** Records shown **
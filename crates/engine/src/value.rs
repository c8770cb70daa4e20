// SPDX-License-Identifier: BUSL-1.1
// Copyright (c) 2026 Alfred Jean LLC

//! Runtime values and generator objects

use crate::frame::Frame;
use sonde_core::{Constant, Exception, Instr};
use std::fmt;
use std::sync::{Arc, Mutex};

/// A value on the operand stack or in a local slot
#[derive(Clone, Debug, Default)]
pub enum Value {
    #[default]
    None,
    Bool(bool),
    Int(i64),
    Str(Arc<str>),
    Exception(Arc<Exception>),
    Generator(Generator),
}

impl Value {
    pub fn str(s: &str) -> Self {
        Value::Str(Arc::from(s))
    }

    pub fn exception(exception: Exception) -> Self {
        Value::Exception(Arc::new(exception))
    }

    pub fn truthy(&self) -> bool {
        match self {
            Value::None => false,
            Value::Bool(b) => *b,
            Value::Int(n) => *n != 0,
            Value::Str(s) => !s.is_empty(),
            Value::Exception(_) | Value::Generator(_) => true,
        }
    }

    pub fn type_name(&self) -> &'static str {
        match self {
            Value::None => "none",
            Value::Bool(_) => "bool",
            Value::Int(_) => "int",
            Value::Str(_) => "str",
            Value::Exception(_) => "exception",
            Value::Generator(_) => "generator",
        }
    }

    pub fn as_int(&self) -> Option<i64> {
        match self {
            Value::Int(n) => Some(*n),
            _ => None,
        }
    }

    /// Convert a raised operand into an exception
    pub(crate) fn into_exception(self) -> Exception {
        match self {
            Value::Exception(e) => Arc::unwrap_or_clone(e),
            Value::Str(s) => Exception::new("Error", s.to_string()),
            other => Exception::type_error(format!(
                "cannot raise a {} value",
                other.type_name()
            )),
        }
    }
}

impl PartialEq for Value {
    fn eq(&self, other: &Self) -> bool {
        match (self, other) {
            (Value::None, Value::None) => true,
            (Value::Bool(a), Value::Bool(b)) => a == b,
            (Value::Int(a), Value::Int(b)) => a == b,
            (Value::Str(a), Value::Str(b)) => a == b,
            (Value::Exception(a), Value::Exception(b)) => a == b,
            (Value::Generator(a), Value::Generator(b)) => Arc::ptr_eq(&a.state, &b.state),
            _ => false,
        }
    }
}

impl From<&Constant> for Value {
    fn from(constant: &Constant) -> Self {
        match constant {
            Constant::None => Value::None,
            Constant::Bool(b) => Value::Bool(*b),
            Constant::Int(n) => Value::Int(*n),
            Constant::Str(s) => Value::Str(Arc::clone(s)),
        }
    }
}

impl From<i64> for Value {
    fn from(n: i64) -> Self {
        Value::Int(n)
    }
}

impl From<bool> for Value {
    fn from(b: bool) -> Self {
        Value::Bool(b)
    }
}

impl fmt::Display for Value {
    fn fmt(&self, f: &mut fmt::Formatter<'_>) -> fmt::Result {
        match self {
            Value::None => write!(f, "none"),
            Value::Bool(b) => write!(f, "{}", b),
            Value::Int(n) => write!(f, "{}", n),
            Value::Str(s) => write!(f, "{}", s),
            Value::Exception(e) => write!(f, "{}", e),
            Value::Generator(g) => write!(f, "<generator {}>", g.function),
        }
    }
}

/// Apply a binary or unary operator instruction
pub(crate) fn apply(instr: &Instr, a: Value, b: Value) -> Result<Value, Exception> {
    use Value::{Int, Str};

    let mismatch = |a: &Value, b: &Value| {
        Exception::type_error(format!(
            "unsupported operands for {}: {} and {}",
            instr.mnemonic(),
            a.type_name(),
            b.type_name()
        ))
    };
    let overflow = || Exception::new("OverflowError", format!("{} overflowed", instr.mnemonic()));

    match (instr, &a, &b) {
        (Instr::Add, Int(x), Int(y)) => x.checked_add(*y).map(Int).ok_or_else(overflow),
        (Instr::Add, Str(x), Str(y)) => Ok(Value::str(&format!("{}{}", x, y))),
        (Instr::Sub, Int(x), Int(y)) => x.checked_sub(*y).map(Int).ok_or_else(overflow),
        (Instr::Mul, Int(x), Int(y)) => x.checked_mul(*y).map(Int).ok_or_else(overflow),
        (Instr::Div | Instr::Mod, Int(_), Int(0)) => Err(Exception::new(
            "ZeroDivisionError",
            format!("{} by zero", instr.mnemonic()),
        )),
        (Instr::Div, Int(x), Int(y)) => x.checked_div_euclid(*y).map(Int).ok_or_else(overflow),
        (Instr::Mod, Int(x), Int(y)) => x.checked_rem_euclid(*y).map(Int).ok_or_else(overflow),
        (Instr::Lt, Int(x), Int(y)) => Ok(Value::Bool(x < y)),
        (Instr::Le, Int(x), Int(y)) => Ok(Value::Bool(x <= y)),
        (Instr::Gt, Int(x), Int(y)) => Ok(Value::Bool(x > y)),
        (Instr::Ge, Int(x), Int(y)) => Ok(Value::Bool(x >= y)),
        (Instr::Lt, Str(x), Str(y)) => Ok(Value::Bool(x < y)),
        (Instr::Le, Str(x), Str(y)) => Ok(Value::Bool(x <= y)),
        (Instr::Gt, Str(x), Str(y)) => Ok(Value::Bool(x > y)),
        (Instr::Ge, Str(x), Str(y)) => Ok(Value::Bool(x >= y)),
        (Instr::Eq, _, _) => Ok(Value::Bool(a == b)),
        (Instr::Ne, _, _) => Ok(Value::Bool(a != b)),
        _ => Err(mismatch(&a, &b)),
    }
}

/// Execution state of a generator
pub(crate) enum GenState {
    Suspended(Box<Frame>),
    Running,
    Finished,
}

/// A suspendable function activation, shared by every value that holds it
#[derive(Clone)]
pub struct Generator {
    function: Arc<str>,
    state: Arc<Mutex<GenState>>,
}

impl Generator {
    pub(crate) fn new(frame: Frame) -> Self {
        Self {
            function: Arc::from(frame.unit.name()),
            state: Arc::new(Mutex::new(GenState::Suspended(Box::new(frame)))),
        }
    }

    pub fn function(&self) -> &str {
        &self.function
    }

    pub fn is_finished(&self) -> bool {
        matches!(*self.lock(), GenState::Finished)
    }

    /// Take the suspended frame, marking the generator running.
    ///
    /// Returns `Ok(None)` once the generator has finished.
    pub(crate) fn take_frame(&self) -> Result<Option<Frame>, Exception> {
        let mut state = self.lock();
        match std::mem::replace(&mut *state, GenState::Running) {
            GenState::Suspended(frame) => Ok(Some(*frame)),
            GenState::Finished => {
                *state = GenState::Finished;
                Ok(None)
            }
            GenState::Running => Err(Exception::new(
                "ValueError",
                format!("generator {} already executing", self.function),
            )),
        }
    }

    pub(crate) fn suspend(&self, frame: Frame) {
        *self.lock() = GenState::Suspended(Box::new(frame));
    }

    pub(crate) fn finish(&self) {
        *self.lock() = GenState::Finished;
    }

    fn lock(&self) -> std::sync::MutexGuard<'_, GenState> {
        self.state.lock().unwrap_or_else(|e| e.into_inner())
    }
}

impl fmt::Debug for Generator {
    fn fmt(&self, f: &mut fmt::Formatter<'_>) -> fmt::Result {
        f.debug_struct("Generator")
            .field("function", &self.function)
            .field("finished", &self.is_finished())
            .finish()
    }
}

#[cfg(test)]
#[path = "value_tests.rs"]
mod tests;
// SPDX-License-Identifier: BUSL-1.1
// Copyright (c) 2026 Alfred Jean LLC

//! Configuration file loading
//!
//! Lookup order: `--config`, then `$SONDE_CONFIG`, then
//! `<config_dir>/sonde/config.toml`. Only the last may be absent.

use anyhow::{Context, Result};
use serde::Deserialize;
use sonde_core::EventSet;
use sonde_engine::VmConfig;
use std::path::{Path, PathBuf};

pub const CONFIG_ENV: &str = "SONDE_CONFIG";

#[derive(Debug, Default, Deserialize)]
#[serde(default, deny_unknown_fields)]
pub struct Config {
    pub vm: VmConfig,
    pub monitor: MonitorConfig,
    pub log: LogConfig,
    pub audit: AuditConfig,
}

#[derive(Debug, Default, Deserialize)]
#[serde(default, deny_unknown_fields)]
pub struct MonitorConfig {
    /// Global events enabled when `--events` is not given
    pub events: Option<String>,
}

impl MonitorConfig {
    pub fn default_events(&self) -> Result<EventSet> {
        match &self.events {
            Some(events) => events
                .parse()
                .with_context(|| format!("invalid [monitor] events: {}", events)),
            None => Ok(EventSet::EMPTY),
        }
    }
}

#[derive(Debug, Deserialize)]
#[serde(default, deny_unknown_fields)]
pub struct LogConfig {
    pub filter: String,
}

impl Default for LogConfig {
    fn default() -> Self {
        Self {
            filter: "warn".to_string(),
        }
    }
}

#[derive(Debug, Default, Deserialize)]
#[serde(default, deny_unknown_fields)]
pub struct AuditConfig {
    /// JSON-lines file receiving every monitor state change
    pub log: Option<PathBuf>,
}

impl Config {
    /// Load from the first configured location
    pub fn load(explicit: Option<&Path>) -> Result<Self> {
        if let Some(path) = explicit {
            return Self::from_file(path);
        }
        if let Some(path) = std::env::var_os(CONFIG_ENV).filter(|p| !p.is_empty()) {
            return Self::from_file(Path::new(&path));
        }
        match default_path() {
            Some(path) if path.exists() => Self::from_file(&path),
            _ => Ok(Self::default()),
        }
    }

    pub fn from_file(path: &Path) -> Result<Self> {
        let text = std::fs::read_to_string(path)
            .with_context(|| format!("failed to read config {}", path.display()))?;
        Self::parse(&text).with_context(|| format!("invalid config {}", path.display()))
    }

    pub fn parse(text: &str) -> Result<Self> {
        let config: Config = toml::from_str(text)?;
        config.monitor.default_events()?;
        Ok(config)
    }
}

pub fn default_path() -> Option<PathBuf> {
    dirs::config_dir().map(|dir| dir.join("sonde").join("config.toml"))
}

#[cfg(test)]
#[path = "config_tests.rs"]
mod tests;
// SPDX-License-Identifier: BUSL-1.1
// Copyright (c) 2026 Alfred Jean LLC

//! Shared test utilities for CLI integration tests.

#![allow(dead_code)]

use assert_cmd::Command;
use std::fs;
use std::path::PathBuf;
use tempfile::TempDir;

/// Recursive fibonacci; `fib(10)` makes 177 bytecode calls
pub const FIB: &str = r#"fn fib(n)
    load n; push 2; lt
    jump_if_false recurse
    load n; return
recurse:
    load n; push 1; sub; call fib 1
    load n; push 2; sub; call fib 1
    add; return
end

fn main()
    push 10; call fib 1
    return
end
"#;

/// Three source lines in `main`, starting at line 2
pub const SMALL: &str = r#"fn main()
    push 1; store x
    load x; push 2; add
    return
end
"#;

pub const GREET: &str = r#"fn main()
    push "hello"; native print 1; pop
    push "world"; native len 1
    return
end
"#;

pub const DIVIDE: &str = r#"fn main()
    push 1; push 0; div
    return
end
"#;

/// Isolated working directory for one test
pub struct TestEnv {
    pub dir: TempDir,
}

impl TestEnv {
    pub fn new() -> Self {
        Self {
            dir: TempDir::new().expect("Failed to create temp directory"),
        }
    }

    /// Write `contents` to `name` inside the test directory
    pub fn write(&self, name: &str, contents: &str) -> PathBuf {
        let path = self.dir.path().join(name);
        fs::write(&path, contents).expect("Failed to write test file");
        path
    }

    /// `sonde` with config lookup confined to the test directory
    pub fn sonde(&self) -> Command {
        #[allow(deprecated)]
        let mut cmd = Command::cargo_bin("sonde").expect("sonde binary is built");
        cmd.current_dir(self.dir.path())
            .env("HOME", self.dir.path())
            .env("XDG_CONFIG_HOME", self.dir.path().join("config"))
            .env_remove("SONDE_CONFIG")
            .env_remove("SONDE_LOG");
        cmd
    }
}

** Problem to work on **
I need every line of the material that includes "push", so please copy them out.

** Problem solution **
    load n; push 2; lt
    load n; push 1; sub; call fib 1
    load n; push 2; sub; call fib 1
    push 10; call fib 1
    push 1; store x
    load x; push 2; add
    push "hello"; native print 1; pop
    push "world"; native len 1
    push 1; push 0; div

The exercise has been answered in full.